Gah, quit my job at Jack in the Box, have a new temp. job unloading Dex phone books... things have beem crazy.
On a happy note, I saw the best sci-fi movie ever made last friday. :)
Read about the wonders of it here on this review by Orson Scott Card.
http://www.hatrack.com/osc/reviews/everything/2005-09-30-extra.shtml Shiny!
Anyway I have a MySpace page now of anyone cares.
http://www.myspace.com/shogunoftruth I posted a review of a really crappy movie I saw there, since I have nothing else to post without doing work on a sleep deprived mind, I'll post it here as well.
When Harry Met Sally...
Director: Rob Reiner
Year: 1989
Runtime: 96 minutes
Rating: R
Staring: Billy Crystal and Meg Ryan
Stars: Two
Review:
In 1989, director Rob Reiner released what as hailed by many to the best romantic comedy ever made, titled, “When Harry Met Sally…” But if course due to the predictability, staleness, and general lack of realism found in 99% of the genre, that’s not saying much.

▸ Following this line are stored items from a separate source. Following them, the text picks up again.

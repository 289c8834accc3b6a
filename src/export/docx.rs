//! Word export.
//!
//! A `.docx` file is a zip archive of WordprocessingML parts. We only need a
//! handful of paragraphs, so we write the XML ourselves.

use std::io::{Cursor, Write as _};

use quick_xml::escape::escape;
use zip::{ZipWriter, write::SimpleFileOptions};

use crate::{pipeline::RecognitionResult, prelude::*};

use super::format_confidence;

/// The title at the top of the document.
const TITLE: &str = "IŞIL OCR Sonuçları";

/// The line drawn between results.
const SEPARATOR: &str = "────────────────────────────────────────";

const CONTENT_TYPES_XML: &str = r#"<?xml version="1.0" encoding="UTF-8" standalone="yes"?>
<Types xmlns="http://schemas.openxmlformats.org/package/2006/content-types">
<Default Extension="rels" ContentType="application/vnd.openxmlformats-package.relationships+xml"/>
<Default Extension="xml" ContentType="application/xml"/>
<Override PartName="/word/document.xml" ContentType="application/vnd.openxmlformats-officedocument.wordprocessingml.document.main+xml"/>
<Override PartName="/word/styles.xml" ContentType="application/vnd.openxmlformats-officedocument.wordprocessingml.styles+xml"/>
</Types>"#;

const PACKAGE_RELS_XML: &str = r#"<?xml version="1.0" encoding="UTF-8" standalone="yes"?>
<Relationships xmlns="http://schemas.openxmlformats.org/package/2006/relationships">
<Relationship Id="rId1" Type="http://schemas.openxmlformats.org/officeDocument/2006/relationships/officeDocument" Target="word/document.xml"/>
</Relationships>"#;

const DOCUMENT_RELS_XML: &str = r#"<?xml version="1.0" encoding="UTF-8" standalone="yes"?>
<Relationships xmlns="http://schemas.openxmlformats.org/package/2006/relationships">
<Relationship Id="rId1" Type="http://schemas.openxmlformats.org/officeDocument/2006/relationships/styles" Target="styles.xml"/>
</Relationships>"#;

const STYLES_XML: &str = r#"<?xml version="1.0" encoding="UTF-8" standalone="yes"?>
<w:styles xmlns:w="http://schemas.openxmlformats.org/wordprocessingml/2006/main">
<w:style w:type="paragraph" w:default="1" w:styleId="Normal"><w:name w:val="Normal"/></w:style>
<w:style w:type="paragraph" w:styleId="Heading1"><w:name w:val="heading 1"/><w:basedOn w:val="Normal"/><w:next w:val="Normal"/><w:qFormat/><w:pPr><w:keepNext/><w:outlineLvl w:val="0"/></w:pPr></w:style>
<w:style w:type="paragraph" w:styleId="Heading2"><w:name w:val="heading 2"/><w:basedOn w:val="Normal"/><w:next w:val="Normal"/><w:qFormat/><w:pPr><w:keepNext/><w:outlineLvl w:val="1"/></w:pPr></w:style>
</w:styles>"#;

/// Formatting for a single run of text. Sizes are in half-points, as Word
/// stores them.
#[derive(Default)]
struct RunStyle {
    bold: bool,
    italic: bool,
    size: Option<u32>,
    color: Option<&'static str>,
}

/// Encode results as a `.docx` document.
pub fn encode(results: &[RecognitionResult]) -> Result<Vec<u8>> {
    let document = document_xml(results);

    let mut zip = ZipWriter::new(Cursor::new(Vec::new()));
    let options = SimpleFileOptions::default();
    for (name, contents) in [
        ("[Content_Types].xml", CONTENT_TYPES_XML),
        ("_rels/.rels", PACKAGE_RELS_XML),
        ("word/_rels/document.xml.rels", DOCUMENT_RELS_XML),
        ("word/styles.xml", STYLES_XML),
        ("word/document.xml", document.as_str()),
    ] {
        zip.start_file(name, options)
            .with_context(|| format!("failed to start {} in Word archive", name))?;
        zip.write_all(contents.as_bytes())
            .with_context(|| format!("failed to write {} to Word archive", name))?;
    }
    let cursor = zip.finish().context("failed to finish Word archive")?;
    Ok(cursor.into_inner())
}

/// Build the main document part.
fn document_xml(results: &[RecognitionResult]) -> String {
    let mut body = String::new();
    body.push_str(&paragraph(
        Some("Heading1"),
        400,
        TITLE,
        &RunStyle {
            bold: true,
            size: Some(48),
            ..RunStyle::default()
        },
    ));

    for (idx, result) in results.iter().enumerate() {
        body.push_str(&paragraph(
            Some("Heading2"),
            200,
            &format!("Dosya: {}", result.file_name),
            &RunStyle {
                bold: true,
                size: Some(32),
                ..RunStyle::default()
            },
        ));
        body.push_str(&paragraph(
            None,
            200,
            &format!("Güven Skoru: {}", format_confidence(result.confidence)),
            &RunStyle {
                italic: true,
                size: Some(24),
                ..RunStyle::default()
            },
        ));
        body.push_str(&paragraph(
            None,
            400,
            &result.text,
            &RunStyle {
                size: Some(22),
                ..RunStyle::default()
            },
        ));
        if idx + 1 < results.len() {
            body.push_str(&paragraph(
                None,
                400,
                SEPARATOR,
                &RunStyle {
                    color: Some("CCCCCC"),
                    ..RunStyle::default()
                },
            ));
        }
    }

    format!(
        concat!(
            r#"<?xml version="1.0" encoding="UTF-8" standalone="yes"?>"#,
            r#"<w:document xmlns:w="http://schemas.openxmlformats.org/wordprocessingml/2006/main">"#,
            "<w:body>{}<w:sectPr/></w:body></w:document>"
        ),
        body
    )
}

/// A paragraph with a single run. Line breaks in `text` become `<w:br/>`.
fn paragraph(style: Option<&str>, space_after: u32, text: &str, run: &RunStyle) -> String {
    let mut xml = String::from("<w:p><w:pPr>");
    if let Some(style) = style {
        xml.push_str(&format!(r#"<w:pStyle w:val="{}"/>"#, style));
    }
    xml.push_str(&format!(r#"<w:spacing w:after="{}"/></w:pPr><w:r>"#, space_after));

    let mut props = String::new();
    if run.bold {
        props.push_str("<w:b/>");
    }
    if run.italic {
        props.push_str("<w:i/>");
    }
    if let Some(color) = run.color {
        props.push_str(&format!(r#"<w:color w:val="{}"/>"#, color));
    }
    if let Some(size) = run.size {
        props.push_str(&format!(r#"<w:sz w:val="{}"/>"#, size));
    }
    if !props.is_empty() {
        xml.push_str(&format!("<w:rPr>{}</w:rPr>", props));
    }

    let normalized = text.replace("\r\n", "\n");
    for (idx, line) in normalized.split('\n').enumerate() {
        if idx > 0 {
            xml.push_str("<w:br/>");
        }
        xml.push_str(&format!(
            r#"<w:t xml:space="preserve">{}</w:t>"#,
            escape(strip_invalid_xml_chars(line).as_str())
        ));
    }
    xml.push_str("</w:r></w:p>");
    xml
}

/// Drop control characters that XML 1.0 cannot represent at all, such as
/// the form feed `tesseract` puts at the end of each page.
fn strip_invalid_xml_chars(text: &str) -> String {
    text.chars()
        .filter(|&ch| ch == '\t' || ch >= ' ')
        .collect()
}

#[cfg(test)]
mod tests {
    use super::*;
    use crate::export::testing::{read_zip_entry, sample_results};

    #[test]
    fn test_document_contains_every_result() {
        let bytes = encode(&sample_results()).unwrap();
        let document = read_zip_entry(&bytes, "word/document.xml");

        for expected in [
            "IŞIL OCR Sonuçları",
            "Dosya: a.png",
            "Güven Skoru: 92.3%",
            "Merhaba",
            "Dosya: b.png",
            "Güven Skoru: 81.0%",
            "World",
        ] {
            assert!(document.contains(expected), "missing {:?}", expected);
        }
        assert!(document.contains("<w:i/>"));

        // Separators go between results only.
        assert_eq!(document.matches(SEPARATOR).count(), 1);
        assert!(document.find("World").unwrap() > document.find(SEPARATOR).unwrap());
    }

    #[test]
    fn test_package_parts_present() {
        let bytes = encode(&[]).unwrap();
        assert!(read_zip_entry(&bytes, "[Content_Types].xml").contains("document.main+xml"));
        assert!(read_zip_entry(&bytes, "_rels/.rels").contains("word/document.xml"));
        assert!(read_zip_entry(&bytes, "word/styles.xml").contains("Heading2"));

        let document = read_zip_entry(&bytes, "word/document.xml");
        assert!(document.contains(TITLE));
        assert!(!document.contains(SEPARATOR));
    }

    #[test]
    fn test_text_is_escaped_and_line_breaks_kept() {
        let results = vec![RecognitionResult {
            file_name: "<tag>&.png".to_owned(),
            text: "satır 1\r\nsatır 2\u{c}".to_owned(),
            confidence: 50.0,
        }];
        let document = document_xml(&results);
        assert!(document.contains("Dosya: &lt;tag&gt;&amp;.png"));
        assert!(document.contains(
            r#"satır 1</w:t><w:br/><w:t xml:space="preserve">satır 2</w:t>"#
        ));
        assert!(!document.contains('\u{c}'));
    }
}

I’ll start first with what I did like about the movie, the little it may be. Billy Crystal does an undeniably awesome as Harry Burns, being at both the same time the biggest jerk ever to be born and someone there’s just no why you can completely hate. I could not decide if I wanted to smack him upside the head with a baseball bat or feel sorry for him.
Meg Ryan also did a decent job as Sally Albright, but a couple of her lines sounded a little forced, not to mention I found her to get more and more annoying as the movie progressed.
Well, that’s about it for the good in the movie, not much more to mention besides a couple of witty lines by Billy Crystal, so enough with pretending to like this movie and on to the real review.
The movie opens at the University of Chicago in 1977 with Harry “saying goodbye” to his girlfriend. Yep, a little less the 3 minutes into the movie and Billy Crystal is already making out with someone, go figure. Now, if I was watching this on TV, now would be the point where I would change the channel and never flip it back, but sadly that was not the case.
Sally, (thank God) interrupts them, (I was praying she would run them both down with her car) and soon we find out that Harry’s girlfriend is Sally’s best friend and that Harry and Sally are going on a road trip together to New York, where they hope to start their lives, but (oddly enough) they have never met before, which makes no sense at all, you’d think Sally would have met her best friend’s boyfriend by now.
Anyway, during the trip, Harry starts filling Sally in on his male/female relationship philosophies, never mind the fact that most males would not want to start a conversation of that nature with a member of the opposite sex, unless of course you already knew them really well for a long time. But according to the movies opening, they had just met, so whatever, I guess sometimes you need an unrealistic script to properly indoctrinate (AKA: brainwash) the youth to your ideals.
Anyway, Harry basically says that a man can never be friends with a woman, because in the end all they won’t to do is have sex with them. It doesn’t matter if they are attractive or not (by society’s standards), because (according to Harry) “…you pretty much want to nail them too.”
Obviously, Harry and Sally can never be friends, not because men and woman can’t be friends, (that’s only true in Hollywood Land.) That is not it at all, the reason we know this is because:
1. This is a “romantic” comedy
2. The name of the movie is “When Harry met Sally…”
3. Since this got an “R” rating, we can safely assume that Harry will “nail” Sally.
4. They will end up together in the end, because it’s Hollywood for crying out load.
That sums up the whole plot of the movie in a nutshell. Really, you can predict the whole movie just by watching an ad for it. Remember how I was taking about predictability and staleness in the genre, this movie, as with most “chick flicks” fits that bill perfectly.
Anyway, the movie goes just where you’d expect, years latter after their little road trip, Harry and Sally meet up with each other again in New York and eventually become friends, and thus begins the only good part of the movie, it’s so rare to see any sort of healthy relationship between a male and female on screen, this portion was a rare treat, it was almost beautiful. Of course, from the four points I gave above you know they won’t let it last long, thus ruining everything in a true Hollywood fashion.
It all begins when Sally calls Harry and asks him to come over because she is upset over finding out that her ex-boyfriend was getting married. My heart fell to the pit of my stomach along with any hope I had left for this movie at the words “come over.” Anyone with half a brain knew what was going to happen next. So they sleep together, ruin their friendship, are awkward around each other for a bit, but then decide they really “love” each other and get married.
The End.
Wow, what a shocker, my humble apologies for spoiling such a twist ending for you. God knows you were never expecting that to happen.
So in closing, is it at least funny? No. I laughed maybe once or twice throughout the whole movie, but it’s a cut above the genre competition. So if you’re an idealistic young girl that still clings to romantic delusions about the nature of love, you’ll probably like this movie, you’ll probably even cry. Everyone else stay clear or you’ll be crying for a different reason.